# Task prompt
Read the records and gather each line that includes "struct".

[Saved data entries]

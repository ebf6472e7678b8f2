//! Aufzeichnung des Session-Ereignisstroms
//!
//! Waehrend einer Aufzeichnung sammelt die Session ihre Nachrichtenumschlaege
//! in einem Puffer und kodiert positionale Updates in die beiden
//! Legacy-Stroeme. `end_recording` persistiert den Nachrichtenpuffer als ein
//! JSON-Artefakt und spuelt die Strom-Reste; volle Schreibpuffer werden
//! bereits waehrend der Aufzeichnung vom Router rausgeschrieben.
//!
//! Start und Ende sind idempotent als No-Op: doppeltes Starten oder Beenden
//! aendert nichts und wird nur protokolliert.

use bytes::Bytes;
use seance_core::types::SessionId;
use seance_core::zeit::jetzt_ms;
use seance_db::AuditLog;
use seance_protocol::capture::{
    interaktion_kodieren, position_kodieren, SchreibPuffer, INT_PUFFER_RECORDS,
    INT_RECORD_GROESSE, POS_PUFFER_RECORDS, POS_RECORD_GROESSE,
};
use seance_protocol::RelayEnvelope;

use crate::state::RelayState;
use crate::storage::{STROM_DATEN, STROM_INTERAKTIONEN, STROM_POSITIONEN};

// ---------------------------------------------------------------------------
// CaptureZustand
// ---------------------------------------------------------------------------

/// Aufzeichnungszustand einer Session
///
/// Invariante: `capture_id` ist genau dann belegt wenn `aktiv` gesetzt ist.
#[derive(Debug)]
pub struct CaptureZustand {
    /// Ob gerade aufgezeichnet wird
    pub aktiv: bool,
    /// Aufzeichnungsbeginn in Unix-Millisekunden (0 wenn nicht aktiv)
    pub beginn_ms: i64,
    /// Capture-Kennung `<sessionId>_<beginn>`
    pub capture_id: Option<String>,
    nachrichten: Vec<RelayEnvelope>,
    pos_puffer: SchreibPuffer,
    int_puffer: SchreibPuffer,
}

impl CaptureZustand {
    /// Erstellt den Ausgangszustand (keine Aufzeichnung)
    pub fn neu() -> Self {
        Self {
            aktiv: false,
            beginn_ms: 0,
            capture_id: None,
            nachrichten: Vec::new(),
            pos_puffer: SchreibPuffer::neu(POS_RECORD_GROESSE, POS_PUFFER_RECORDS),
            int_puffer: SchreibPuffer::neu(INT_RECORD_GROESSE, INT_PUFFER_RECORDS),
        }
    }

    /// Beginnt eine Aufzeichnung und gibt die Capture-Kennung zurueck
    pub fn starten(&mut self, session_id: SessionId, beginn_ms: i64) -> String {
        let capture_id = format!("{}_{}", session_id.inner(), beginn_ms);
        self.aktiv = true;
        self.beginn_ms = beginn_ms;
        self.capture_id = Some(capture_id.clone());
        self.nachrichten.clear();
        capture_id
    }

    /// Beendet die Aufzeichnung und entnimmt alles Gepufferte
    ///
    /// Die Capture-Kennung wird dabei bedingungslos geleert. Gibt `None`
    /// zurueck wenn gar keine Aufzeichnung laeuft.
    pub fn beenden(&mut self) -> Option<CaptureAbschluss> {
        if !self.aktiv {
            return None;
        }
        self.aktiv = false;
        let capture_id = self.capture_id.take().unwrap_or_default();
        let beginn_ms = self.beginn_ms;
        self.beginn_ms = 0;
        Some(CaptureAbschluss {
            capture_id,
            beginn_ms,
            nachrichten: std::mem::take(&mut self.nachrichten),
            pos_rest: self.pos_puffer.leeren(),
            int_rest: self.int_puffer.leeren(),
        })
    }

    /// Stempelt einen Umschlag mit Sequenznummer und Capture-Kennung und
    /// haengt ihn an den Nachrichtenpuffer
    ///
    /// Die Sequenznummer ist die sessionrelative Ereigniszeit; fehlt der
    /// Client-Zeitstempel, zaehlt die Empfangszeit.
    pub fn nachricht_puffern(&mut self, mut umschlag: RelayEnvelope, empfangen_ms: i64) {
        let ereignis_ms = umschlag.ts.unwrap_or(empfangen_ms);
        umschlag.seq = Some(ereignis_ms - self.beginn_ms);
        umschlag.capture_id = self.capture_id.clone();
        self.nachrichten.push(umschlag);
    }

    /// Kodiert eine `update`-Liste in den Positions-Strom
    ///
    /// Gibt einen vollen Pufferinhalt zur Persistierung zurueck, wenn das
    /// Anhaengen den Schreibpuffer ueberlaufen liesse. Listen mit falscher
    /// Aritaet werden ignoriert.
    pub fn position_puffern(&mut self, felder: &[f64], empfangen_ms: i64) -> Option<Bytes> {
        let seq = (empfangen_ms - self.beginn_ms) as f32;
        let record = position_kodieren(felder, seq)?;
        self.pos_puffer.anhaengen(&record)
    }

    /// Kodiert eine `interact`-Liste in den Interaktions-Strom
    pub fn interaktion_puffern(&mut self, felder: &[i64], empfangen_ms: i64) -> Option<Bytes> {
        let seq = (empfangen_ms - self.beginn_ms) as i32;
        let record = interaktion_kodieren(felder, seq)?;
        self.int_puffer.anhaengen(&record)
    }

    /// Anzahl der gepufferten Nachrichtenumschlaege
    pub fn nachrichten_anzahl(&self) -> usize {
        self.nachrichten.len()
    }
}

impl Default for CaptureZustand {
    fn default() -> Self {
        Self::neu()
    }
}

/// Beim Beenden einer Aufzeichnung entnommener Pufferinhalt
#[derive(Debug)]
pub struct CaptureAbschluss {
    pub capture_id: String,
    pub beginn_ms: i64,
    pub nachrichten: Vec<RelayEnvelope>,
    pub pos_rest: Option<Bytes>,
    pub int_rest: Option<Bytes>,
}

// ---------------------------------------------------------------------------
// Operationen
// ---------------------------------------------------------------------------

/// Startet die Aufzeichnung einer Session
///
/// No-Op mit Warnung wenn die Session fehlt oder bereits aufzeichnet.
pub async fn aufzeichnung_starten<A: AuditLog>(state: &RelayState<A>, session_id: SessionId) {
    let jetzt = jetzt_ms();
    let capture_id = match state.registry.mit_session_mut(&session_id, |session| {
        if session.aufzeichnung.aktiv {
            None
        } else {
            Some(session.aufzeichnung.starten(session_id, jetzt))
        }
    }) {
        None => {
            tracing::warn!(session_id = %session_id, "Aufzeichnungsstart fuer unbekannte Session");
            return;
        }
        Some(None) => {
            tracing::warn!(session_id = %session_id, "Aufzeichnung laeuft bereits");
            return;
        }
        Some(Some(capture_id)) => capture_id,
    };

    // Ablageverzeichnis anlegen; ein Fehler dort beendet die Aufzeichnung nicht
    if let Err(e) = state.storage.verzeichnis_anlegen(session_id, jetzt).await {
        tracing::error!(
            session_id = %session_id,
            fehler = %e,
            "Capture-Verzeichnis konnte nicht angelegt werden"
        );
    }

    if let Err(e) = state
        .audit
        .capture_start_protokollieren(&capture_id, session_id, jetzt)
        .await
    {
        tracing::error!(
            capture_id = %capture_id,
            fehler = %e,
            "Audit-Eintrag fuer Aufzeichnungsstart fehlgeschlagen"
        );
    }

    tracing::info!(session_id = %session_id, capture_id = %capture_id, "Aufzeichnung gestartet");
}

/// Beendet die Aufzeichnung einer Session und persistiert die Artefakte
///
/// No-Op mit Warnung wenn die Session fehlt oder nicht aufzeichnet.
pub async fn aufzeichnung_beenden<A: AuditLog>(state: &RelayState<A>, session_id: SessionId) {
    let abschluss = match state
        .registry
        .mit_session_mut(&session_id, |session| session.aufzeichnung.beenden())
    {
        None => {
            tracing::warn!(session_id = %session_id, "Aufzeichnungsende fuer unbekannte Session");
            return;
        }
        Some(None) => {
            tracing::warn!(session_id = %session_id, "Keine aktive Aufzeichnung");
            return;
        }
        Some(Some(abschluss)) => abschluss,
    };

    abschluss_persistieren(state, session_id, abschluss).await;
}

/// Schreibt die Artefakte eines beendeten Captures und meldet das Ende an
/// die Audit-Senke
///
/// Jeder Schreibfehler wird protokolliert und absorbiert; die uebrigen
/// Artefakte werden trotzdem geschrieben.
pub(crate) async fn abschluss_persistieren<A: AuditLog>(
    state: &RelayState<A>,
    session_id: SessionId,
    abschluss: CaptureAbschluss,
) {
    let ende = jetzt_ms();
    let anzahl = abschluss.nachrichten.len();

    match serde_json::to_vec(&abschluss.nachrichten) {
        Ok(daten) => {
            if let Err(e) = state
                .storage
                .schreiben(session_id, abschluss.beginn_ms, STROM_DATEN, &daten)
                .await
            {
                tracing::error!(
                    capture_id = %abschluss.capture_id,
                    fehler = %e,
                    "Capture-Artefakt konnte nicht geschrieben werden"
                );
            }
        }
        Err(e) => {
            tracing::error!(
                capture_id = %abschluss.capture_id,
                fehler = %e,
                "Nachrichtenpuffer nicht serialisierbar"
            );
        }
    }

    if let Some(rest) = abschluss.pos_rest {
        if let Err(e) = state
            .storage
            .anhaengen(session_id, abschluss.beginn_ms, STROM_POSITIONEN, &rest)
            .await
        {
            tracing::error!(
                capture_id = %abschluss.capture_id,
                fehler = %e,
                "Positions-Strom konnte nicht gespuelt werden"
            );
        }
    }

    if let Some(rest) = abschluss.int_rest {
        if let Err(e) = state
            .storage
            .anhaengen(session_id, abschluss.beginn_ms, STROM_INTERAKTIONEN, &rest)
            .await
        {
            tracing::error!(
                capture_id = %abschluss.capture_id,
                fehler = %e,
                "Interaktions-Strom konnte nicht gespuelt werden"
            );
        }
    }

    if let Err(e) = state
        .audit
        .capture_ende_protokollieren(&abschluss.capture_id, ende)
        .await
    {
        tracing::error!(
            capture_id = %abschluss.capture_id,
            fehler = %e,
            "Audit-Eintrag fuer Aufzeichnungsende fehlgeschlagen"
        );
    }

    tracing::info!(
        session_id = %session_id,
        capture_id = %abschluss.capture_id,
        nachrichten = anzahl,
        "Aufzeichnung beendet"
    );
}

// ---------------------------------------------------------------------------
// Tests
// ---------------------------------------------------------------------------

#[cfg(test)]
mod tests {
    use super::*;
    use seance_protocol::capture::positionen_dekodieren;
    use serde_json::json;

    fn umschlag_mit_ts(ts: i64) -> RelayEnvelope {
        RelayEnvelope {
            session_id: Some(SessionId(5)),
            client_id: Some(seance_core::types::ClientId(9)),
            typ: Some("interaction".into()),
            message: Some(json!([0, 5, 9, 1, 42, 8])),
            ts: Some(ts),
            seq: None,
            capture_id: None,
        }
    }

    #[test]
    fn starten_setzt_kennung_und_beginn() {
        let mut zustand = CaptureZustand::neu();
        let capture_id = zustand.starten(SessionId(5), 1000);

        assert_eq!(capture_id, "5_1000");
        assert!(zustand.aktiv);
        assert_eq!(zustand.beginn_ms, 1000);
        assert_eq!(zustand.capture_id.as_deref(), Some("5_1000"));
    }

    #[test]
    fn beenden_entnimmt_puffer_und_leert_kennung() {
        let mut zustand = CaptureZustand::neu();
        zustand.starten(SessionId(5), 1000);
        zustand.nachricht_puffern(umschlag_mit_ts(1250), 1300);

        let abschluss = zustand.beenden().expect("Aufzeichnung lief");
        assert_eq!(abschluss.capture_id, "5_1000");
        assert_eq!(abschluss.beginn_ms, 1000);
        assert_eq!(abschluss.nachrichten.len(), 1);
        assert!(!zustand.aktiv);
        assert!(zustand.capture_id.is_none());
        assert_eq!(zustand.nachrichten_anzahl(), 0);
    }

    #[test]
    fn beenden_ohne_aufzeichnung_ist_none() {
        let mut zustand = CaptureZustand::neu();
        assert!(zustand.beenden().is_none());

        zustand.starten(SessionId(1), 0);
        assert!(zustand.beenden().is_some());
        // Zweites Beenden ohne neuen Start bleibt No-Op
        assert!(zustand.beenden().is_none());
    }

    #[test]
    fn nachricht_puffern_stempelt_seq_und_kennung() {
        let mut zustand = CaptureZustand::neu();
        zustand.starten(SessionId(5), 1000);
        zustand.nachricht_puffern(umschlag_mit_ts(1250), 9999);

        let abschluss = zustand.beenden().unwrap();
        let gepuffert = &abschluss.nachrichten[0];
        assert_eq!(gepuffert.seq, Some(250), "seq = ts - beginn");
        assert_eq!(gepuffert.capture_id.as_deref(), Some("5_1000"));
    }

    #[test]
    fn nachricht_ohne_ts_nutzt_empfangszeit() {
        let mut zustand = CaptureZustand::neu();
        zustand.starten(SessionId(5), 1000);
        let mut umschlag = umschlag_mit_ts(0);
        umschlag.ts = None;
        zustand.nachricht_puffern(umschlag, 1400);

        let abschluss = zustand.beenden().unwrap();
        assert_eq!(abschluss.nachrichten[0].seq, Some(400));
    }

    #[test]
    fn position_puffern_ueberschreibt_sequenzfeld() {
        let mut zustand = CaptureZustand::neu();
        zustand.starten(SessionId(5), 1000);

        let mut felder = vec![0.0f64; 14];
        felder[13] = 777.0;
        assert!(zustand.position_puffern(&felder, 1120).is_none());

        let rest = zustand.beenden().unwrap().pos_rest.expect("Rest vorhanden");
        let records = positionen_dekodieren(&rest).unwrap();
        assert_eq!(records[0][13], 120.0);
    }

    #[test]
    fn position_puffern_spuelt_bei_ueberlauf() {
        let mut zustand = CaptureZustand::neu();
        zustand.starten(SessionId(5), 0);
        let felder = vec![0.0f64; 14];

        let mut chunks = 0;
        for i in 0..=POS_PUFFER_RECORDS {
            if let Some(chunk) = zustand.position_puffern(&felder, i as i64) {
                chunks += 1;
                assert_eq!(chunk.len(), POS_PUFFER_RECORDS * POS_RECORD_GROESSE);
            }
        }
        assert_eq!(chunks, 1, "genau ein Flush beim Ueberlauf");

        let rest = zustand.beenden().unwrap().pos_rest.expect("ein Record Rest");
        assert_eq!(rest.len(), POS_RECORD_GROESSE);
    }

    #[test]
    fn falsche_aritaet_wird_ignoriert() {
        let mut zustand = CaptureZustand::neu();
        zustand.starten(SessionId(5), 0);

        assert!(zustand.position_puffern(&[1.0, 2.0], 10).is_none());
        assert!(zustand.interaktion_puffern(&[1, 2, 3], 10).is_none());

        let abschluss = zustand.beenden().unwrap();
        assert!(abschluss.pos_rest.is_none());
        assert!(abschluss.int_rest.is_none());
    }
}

# Response box
pub struct CaptureZustand {
pub struct CaptureAbschluss {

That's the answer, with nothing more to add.